README


EFFICIENT MAIN-MEMORY HASH JOINS ON MULTI-CORE CPUS:
	  TUNING TO THE UNDERLYING HARDWARE

  [ You can obtain an HTML version of this file by running doxygen
    with the `Doxyfile' file in `doc' directory.  The documentation
    will then be generated in doc/html/index.html. ]

A. Introduction

Link to the <a href="https://github.com/mars-research/vldb13-eth-hashjoin">source code</a>.

This package provides implementations of the main-memory hash join algorithms
described and studied in our ICDE 2013 paper. Namely, the implemented
algorithms are the following with the abbreviated names:

 - NPO:    No Partitioning Join Optimized (Hardware-oblivious algo. in paper)
 - PRO:    Parallel Radix Join Optimized (Hardware-conscious algo. in paper)
 - PRH:    Parallel Radix Join Histogram-based
 - PRHO:   Parallel Radix Join Histogram-based Optimized
 - RJ:     Radix Join (single-threaded)
 - NPO_st: No Partitioning Join Optimized (single-threaded)


B. Compilation

The package includes implementations of the algorithms and also the driver
code to run and repeat the experimental studies described in the paper.

The code has been written using standard GNU tools and uses autotools
for configuration. Thus, compilation should be as simple as:

       $ ./configure
       $ make

Besides the usual ./configure options, compilation can be customized with the
following options:

   --enable-debug         enable debug messages on commandline  [default=no]
   --enable-key8B         use 8B keys and values making tuples 16B  [default=no]
   --enable-perfcounters  enable performance monitoring with Intel PCM  [no]
   --enable-paddedbucket  enable padding of buckets to cache line size in NPO [no]
   --enable-timing        enable execution timing  [default=yes]
   --enable-syncstats     enable synchronization timing stats  [default=no]
   --enable-skewhandling  enable fine-granular task decomposition based skew
                          handling  in radix [default=no]

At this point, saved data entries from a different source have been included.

/*
 * Copyright (C) 2024 The Quarry Authors
 *
 * Licensed under the Apache License, Version 2.0 (the "License");
 * you may not use this file except in compliance with the License.
 * You may obtain a copy of the License at
 *
 * http://www.apache.org/licenses/LICENSE-2.0
 *
 * Unless required by applicable law or agreed to in writing, software
 * distributed under the License is distributed on an "AS IS" BASIS,
 * WITHOUT WARRANTIES OR CONDITIONS OF ANY KIND, either express or implied.
 * See the License for the specific language governing permissions and
 * limitations under the License.
 */

pub mod registry;

use sha1::{Digest, Sha1};
use std::collections::HashMap;
use std::error::Error;
use std::fmt::{Display, Formatter};
use std::fs;
use std::sync::Arc;
use std::time::Duration;
use tokio::time::sleep;

use crate::quarry::api::conditions::get_condition;
use crate::quarry::api::types::{
    setting_definition, DiskSpec, InstanceManager, Node, NodeConditionReason, NodeConditionType,
    NodeSpec, ObjectMeta, OwnerReference, Replica, Setting, SettingName, SettingType,
    API_GROUP, LABEL_NODE, MANAGER_CONTAINER_NAME, SETTING_NAME_LIST,
};
use crate::quarry::api::types::{label_key, ConditionStatus};
use crate::quarry::datastore::registry::{ApiObject, ClusterRegistry, RegistryError};
use crate::quarry::k8s::node::KubernetesNode;
use crate::quarry::k8s::pod::Pod;
use crate::quarry::logger::log_error;

const DATASTORE_COMPONENT: &str = "datastore";

const VERIFICATION_RETRY_INTERVAL: Duration = Duration::from_millis(100);
const VERIFICATION_RETRY_COUNTS: usize = 20;

const DEFAULT_DISK_PREFIX: &str = "default-disk-";
const DEFAULT_DISK_FINGERPRINT_LENGTH: usize = 8;

#[derive(Debug)]
pub enum DataStoreError {
    NotFound {
        kind: &'static str,
        name: String,
    },
    AlreadyExists {
        kind: &'static str,
        name: String,
    },
    Conflict {
        kind: &'static str,
        name: String,
        message: String,
    },
    Setting(String),
    Invalid(String),
}

impl Display for DataStoreError {
    fn fmt(&self, f: &mut Formatter<'_>) -> std::fmt::Result {
        match self {
            DataStoreError::NotFound { kind, name } => write!(f, "{} {:?} not found", kind, name),
            DataStoreError::AlreadyExists { kind, name } => {
                write!(f, "{} {:?} already exists", kind, name)
            }
            DataStoreError::Conflict { kind, name, message } => {
                write!(f, "conflict updating {} {:?}: {}", kind, name, message)
            }
            DataStoreError::Setting(message) => write!(f, "setting error: {}", message),
            DataStoreError::Invalid(message) => write!(f, "{}", message),
        }
    }
}

impl Error for DataStoreError {}

impl From<RegistryError> for DataStoreError {
    fn from(err: RegistryError) -> Self {
        match err {
            RegistryError::NotFound { kind, name } => DataStoreError::NotFound { kind, name },
            RegistryError::AlreadyExists { kind, name } => {
                DataStoreError::AlreadyExists { kind, name }
            }
            RegistryError::Conflict { kind, name, message } => {
                DataStoreError::Conflict { kind, name, message }
            }
            RegistryError::Invalid(message) => DataStoreError::Invalid(message),
        }
    }
}

pub fn error_is_not_found(err: &DataStoreError) -> bool {
    matches!(err, DataStoreError::NotFound { .. })
}

pub fn error_is_conflict(err: &DataStoreError) -> bool {
    matches!(err, DataStoreError::Conflict { .. })
}

/// Owner references that make a node the cascading owner of an object.
pub fn get_owner_references_for_node(node: &Node) -> Vec<OwnerReference> {
    vec![OwnerReference {
        api_version: format!("{}/v1", API_GROUP),
        kind: "Node".to_string(),
        name: node.metadata.name.clone(),
        uid: node.metadata.uid.clone(),
        block_owner_deletion: Some(true),
    }]
}

fn resource_version_at_least(current: &str, minimum: &str) -> bool {
    // Empty versions only occur in hand-built fixtures; treat them as caught up.
    if current.is_empty() || minimum.is_empty() {
        return true;
    }
    match (current.parse::<i64>(), minimum.parse::<i64>()) {
        (Ok(current), Ok(minimum)) => current >= minimum,
        _ => {
            log_error(
                DATASTORE_COMPONENT,
                "failed to parse resource versions for comparison",
                &[("current", current), ("minimum", minimum)],
            );
            false
        }
    }
}

/// The reconciler's cached view of the control plane. Reads never leave the
/// process; every returned object is owned by the caller.
pub struct DataStore {
    registry: Arc<ClusterRegistry>,
}
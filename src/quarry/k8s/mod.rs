/*
 * Copyright (C) 2024 The Quarry Authors
 *
 * Licensed under the Apache License, Version 2.0 (the "License");
 * you may not use this file except in compliance with the License.
 * You may obtain a copy of the License at
 *
 * http://www.apache.org/licenses/LICENSE-2.0
 *
 * Unless required by applicable law or agreed to in writing, software
 * distributed under the License is distributed on an "AS IS" BASIS,
 * WITHOUT WARRANTIES OR CONDITIONS OF ANY KIND, either express or implied.
 * See the License for the specific language governing permissions and
 * limitations under the License.
 */

pub mod event;
pub mod node;
pub mod pod;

Additionally, the code can be configured to enable further optimizations
discussed in the Technical Report version of the paper:

   --enable-prefetch-npj   enable prefetching in no partitioning join [default=no]
   --enable-swwc-part      enable software write-combining optimization in 
                           partitioning? (Experimental, not tested extensively) [default=no]

Our code makes use of the Intel Performance Counter Monitor tool which was
slightly modified to be integrated in to our implementation. The original
code can be downloaded from:

http://software.intel.com/en-us/articles/intel-performance-counter-monitor/

We are providing the copy that we used for our experimental study under
<b>`lib/intel-pcm-1.7`</b> directory which comes with its own Makefile. Its
build process is actually separate from the autotools build process but with
the <tt>--enable-perfcounters</tt> option, make command from the top level
directory also builds the shared library <b>`libperf.so'</b> that we link to
our code. After compiling with --enable-perfcounters, in order to run the
executable add `lib/intel-pcm-1.7/lib' to your
<tt>LD_LIBRARY_PATH</tt>. In addition, the code must be run with
root privileges to acces model specific registers, probably after
issuing the following command: `modprobe msr`. Also note that with
--enable-perfcounters the code is compiled with g++ since Intel
code is written in C++. 

We have successfully compiled and run our code on different Linux
variants; the experiments in the paper were performed on Debian and Ubuntu
Linux systems.

C. Usage and Invocation

The mchashjoins binary understands the following command line
options: 

      Join algorithm selection, algorithms : RJ, PRO, PRH, PRHO, NPO, NPO_st
         -a --algo=<name>    Run the hash join algorithm named <name> [PRO]
 
      Other join configuration options, with default values in [] :
         -n --nthreads=<N>  Number of threads to use <N> [2]
         -r --r-size=<R>    Number of tuples in build relation R <R> [128000000]
         -s --s-size=<S>    Number of tuples in probe relation S <S> [128000000]
         -x --r-seed=<x>    Seed value for generating relation R <x> [12345]    
         -y --s-seed=<y>    Seed value for generating relation S <y> [54321]    
         -z --skew=<z>      Zipf skew parameter for probe relation S <z> [0.0]  
         --non-unique       Use non-unique (duplicated) keys in input relations 
         --full-range       Spread keys in relns. in full 32-bit integer range
         --basic-numa       Numa-localize relations to threads (Experimental)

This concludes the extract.